CM . . .
. Volume XIX Number 17. . . .January 4, 2013
Goldilocks and the Wolf combines two fairy tales already in progress. As Goldilocks runs away from the Three Bears’ house, she finds Red Riding Hood on her way to Granny’s house with some goodies. The Big Bad Wolf is lurking close by, and the girls flee together.
While the concept of a fairy-tale mash up is interesting, it necessitates that the reader have prior knowledge of each fairy tale contained in the story. The challenge in this case is that the “Tadpoles Fairytale Jumbles” series caters to new readers who may not be familiar with the original versions of these fairy tales. Robinson begins to follow the pattern of Little Red Riding Hood by noticing body parts of the Big Bad Wolf as he chases the girls, but this pattern is quickly dropped. The text is presented in rhyme, but the rhythm of the story does not emphasize this fact, and the rhyming seems awkward.

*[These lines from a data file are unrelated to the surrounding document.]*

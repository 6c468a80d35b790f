//! Fixed-user runner.
//!
//! Spawns one tokio task per virtual user. Each task owns its
//! `VirtualUserState`, loops request → record → pause, and hands the state
//! back when it stops. Users stop when the run deadline passes, when they
//! reach their iteration budget, or when the stop signal flips to `true`.
//! An in-flight request is never cancelled; it is bounded by the client
//! timeout and recorded before the user checks whether to stop.

use std::sync::Arc;
use std::time::Duration;

use chatload_common::{virtual_user_id, RunId};
use chrono::{DateTime, Utc};
use rand::rngs::StdRng;
use rand::{Rng, SeedableRng};
use tokio::sync::watch;
use tokio::time::Instant;
use tracing::{debug, error, info, warn};

use crate::metrics::{LatencyStats, MetricsSnapshot, RunMetrics};
use crate::session::{build_request, QueryPool, UserStates, VirtualUserState};
use crate::ChatTransport;

/// What to run: how many users, for how long, and how they pace.
#[derive(Debug, Clone)]
pub struct RunPlan {
    pub run_id: RunId,
    pub app_id: String,
    pub users: usize,
    /// Stop starting new iterations after this long.
    pub duration: Option<Duration>,
    /// Per-user iteration budget.
    pub iterations: Option<u64>,
    /// User `i` starts `i * ramp_up / users` after the run begins.
    pub ramp_up: Duration,
    pub pause_min: Duration,
    pub pause_max: Duration,
}

impl RunPlan {
    pub fn new(app_id: impl Into<String>, users: usize) -> Self {
        Self {
            run_id: RunId::new(),
            app_id: app_id.into(),
            users,
            duration: Some(Duration::from_secs(60)),
            iterations: None,
            ramp_up: Duration::ZERO,
            pause_min: Duration::from_secs(1),
            pause_max: Duration::from_secs(3),
        }
    }

    pub fn with_duration(mut self, duration: Option<Duration>) -> Self {
        self.duration = duration;
        self
    }

    pub fn with_iterations(mut self, iterations: Option<u64>) -> Self {
        self.iterations = iterations;
        self
    }

    pub fn with_ramp_up(mut self, ramp_up: Duration) -> Self {
        self.ramp_up = ramp_up;
        self
    }

    pub fn with_pause(mut self, min: Duration, max: Duration) -> Self {
        self.pause_min = min;
        self.pause_max = max.max(min);
        self
    }

    /// User id for the 1-based user `index`.
    pub fn user_id(&self, index: usize) -> String {
        virtual_user_id(&self.app_id, &self.run_id, index)
    }

    /// Start delay for the 0-based user `slot`.
    pub fn start_delay(&self, slot: usize) -> Duration {
        if self.users == 0 || self.ramp_up.is_zero() {
            return Duration::ZERO;
        }
        self.ramp_up.mul_f64(slot as f64 / self.users as f64)
    }

    /// Random think time in `[pause_min, pause_max]`.
    pub fn pause<R: Rng + ?Sized>(&self, rng: &mut R) -> Duration {
        if self.pause_max <= self.pause_min {
            return self.pause_min;
        }
        let secs = rng.gen_range(self.pause_min.as_secs_f64()..=self.pause_max.as_secs_f64());
        Duration::from_secs_f64(secs)
    }
}

/// What one user task did.
#[derive(Debug, Clone)]
pub struct UserReport {
    pub state: VirtualUserState,
    pub iterations: u64,
    pub latencies_ms: Vec<u64>,
    pub first_chunk_ms: Vec<u64>,
}

impl UserReport {
    fn new(state: VirtualUserState) -> Self {
        Self {
            state,
            iterations: 0,
            latencies_ms: Vec::new(),
            first_chunk_ms: Vec::new(),
        }
    }
}

/// Aggregated result of a run.
#[derive(Debug, Clone)]
pub struct RunReport {
    pub run_id: RunId,
    pub users: usize,
    pub iterations: u64,
    pub users_with_conversation: usize,
    pub metrics: MetricsSnapshot,
    pub latency: LatencyStats,
    pub first_chunk_latency: LatencyStats,
    pub started_at: DateTime<Utc>,
    pub finished_at: DateTime<Utc>,
    pub elapsed: Duration,
}

/// Drive `plan.users` virtual users against `transport` until the plan is
/// exhausted or `stop` becomes `true`.
///
/// States are checked out of `states` before the users start and checked
/// back in as they finish, so the caller keeps every user's conversation.
pub async fn run(
    transport: Arc<dyn ChatTransport>,
    pool: Arc<QueryPool>,
    plan: RunPlan,
    states: &mut UserStates,
    stop: watch::Receiver<bool>,
) -> RunReport {
    let started_at = Utc::now();
    let started = Instant::now();
    let deadline = plan.duration.map(|d| started + d);
    let metrics = Arc::new(RunMetrics::new());
    let plan = Arc::new(plan);

    info!(
        run = %plan.run_id,
        users = plan.users,
        duration = ?plan.duration,
        iterations = ?plan.iterations,
        "starting run"
    );

    let mut handles = Vec::with_capacity(plan.users);
    for slot in 0..plan.users {
        let state = states.checkout(&plan.user_id(slot + 1));
        let worker = UserWorker {
            transport: transport.clone(),
            pool: pool.clone(),
            plan: plan.clone(),
            metrics: metrics.clone(),
            stop: stop.clone(),
            deadline,
        };
        handles.push(tokio::spawn(worker.run(slot, state)));
    }

    let mut iterations = 0;
    let mut latencies = Vec::new();
    let mut first_chunks = Vec::new();
    for handle in handles {
        match handle.await {
            Ok(report) => {
                iterations += report.iterations;
                latencies.extend(report.latencies_ms);
                first_chunks.extend(report.first_chunk_ms);
                states.check_in(report.state);
            }
            Err(e) => error!(error = %e, "virtual user task failed"),
        }
    }

    let snapshot = metrics.snapshot();
    info!(
        run = %plan.run_id,
        total = snapshot.total_requests,
        ok = snapshot.successful_requests,
        failed = snapshot.failed_requests,
        "run finished"
    );

    RunReport {
        run_id: plan.run_id.clone(),
        users: plan.users,
        iterations,
        users_with_conversation: states.with_conversation(),
        metrics: snapshot,
        latency: LatencyStats::from_samples(latencies),
        first_chunk_latency: LatencyStats::from_samples(first_chunks),
        started_at,
        finished_at: Utc::now(),
        elapsed: started.elapsed(),
    }
}

/// Everything one user task needs besides its own state.
struct UserWorker {
    transport: Arc<dyn ChatTransport>,
    pool: Arc<QueryPool>,
    plan: Arc<RunPlan>,
    metrics: Arc<RunMetrics>,
    stop: watch::Receiver<bool>,
    deadline: Option<Instant>,
}

impl UserWorker {
    async fn run(mut self, slot: usize, state: VirtualUserState) -> UserReport {
        let mut report = UserReport::new(state);
        let mut rng = StdRng::from_entropy();

        let delay = self.plan.start_delay(slot);
        if !delay.is_zero() && self.pause(delay).await {
            return report;
        }

        while !self.should_stop(report.iterations) {
            self.iterate(&mut report, &mut rng).await;

            if self.should_stop(report.iterations) {
                break;
            }
            let think = self.plan.pause(&mut rng);
            if self.pause(think).await {
                break;
            }
        }

        debug!(
            user = %report.state.user_id(),
            iterations = report.iterations,
            conversation = report.state.conversation_id().unwrap_or(""),
            "virtual user done"
        );
        report
    }

    /// One request/record cycle.
    async fn iterate(&self, report: &mut UserReport, rng: &mut StdRng) {
        let request = build_request(&report.state, &self.pool, rng);

        let outcome = match self.transport.send(&request).await {
            Ok(exchange) => {
                report.latencies_ms.push(exchange.elapsed.as_millis() as u64);
                if let Some(first) = exchange.first_chunk {
                    report.first_chunk_ms.push(first.as_millis() as u64);
                }
                report.state.record_outcome(&exchange.body, true)
            }
            Err(e) => {
                if e.is_timeout() {
                    self.metrics.record_timeout();
                }
                warn!(user = %request.user, error = %e, "chat exchange failed");
                report.state.record_outcome("", false)
            }
        };

        self.metrics.record(&outcome);
        report.iterations += 1;
    }

    fn should_stop(&self, iterations: u64) -> bool {
        *self.stop.borrow()
            || self.deadline.is_some_and(|d| Instant::now() >= d)
            || self.plan.iterations.is_some_and(|max| iterations >= max)
    }

    /// Sleep for `duration` (cut short by the deadline or the stop signal).
    /// Returns whether the user should stop.
    async fn pause(&mut self, duration: Duration) -> bool {
        let mut wake = Instant::now() + duration;
        if let Some(deadline) = self.deadline {
            wake = wake.min(deadline);
        }

        tokio::select! {
            _ = tokio::time::sleep_until(wake) => {}
            Ok(()) = self.stop.changed() => {}
        }

        *self.stop.borrow()
            || self.deadline.is_some_and(|d| Instant::now() >= d)
    }
}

The full-colour illustrations are cute, but one illustration confuses the message of the plot. The wolf begins to cry that he is lonely and no one will play with him. The girls take pity and show compassion to the wolf who asks to play hide and seek, but the illustration shows the wolf chasing the girls with a toothy, sinister grin. The wolf’s reform comes into question when paired with the illustration.
While older readers might find humour in the mixed message, this book has been packaged for readers that are too young to connect the confusing dots.
Kate Hachborn is a library technician at the W. Ross Macdonald School in Brantford, ON.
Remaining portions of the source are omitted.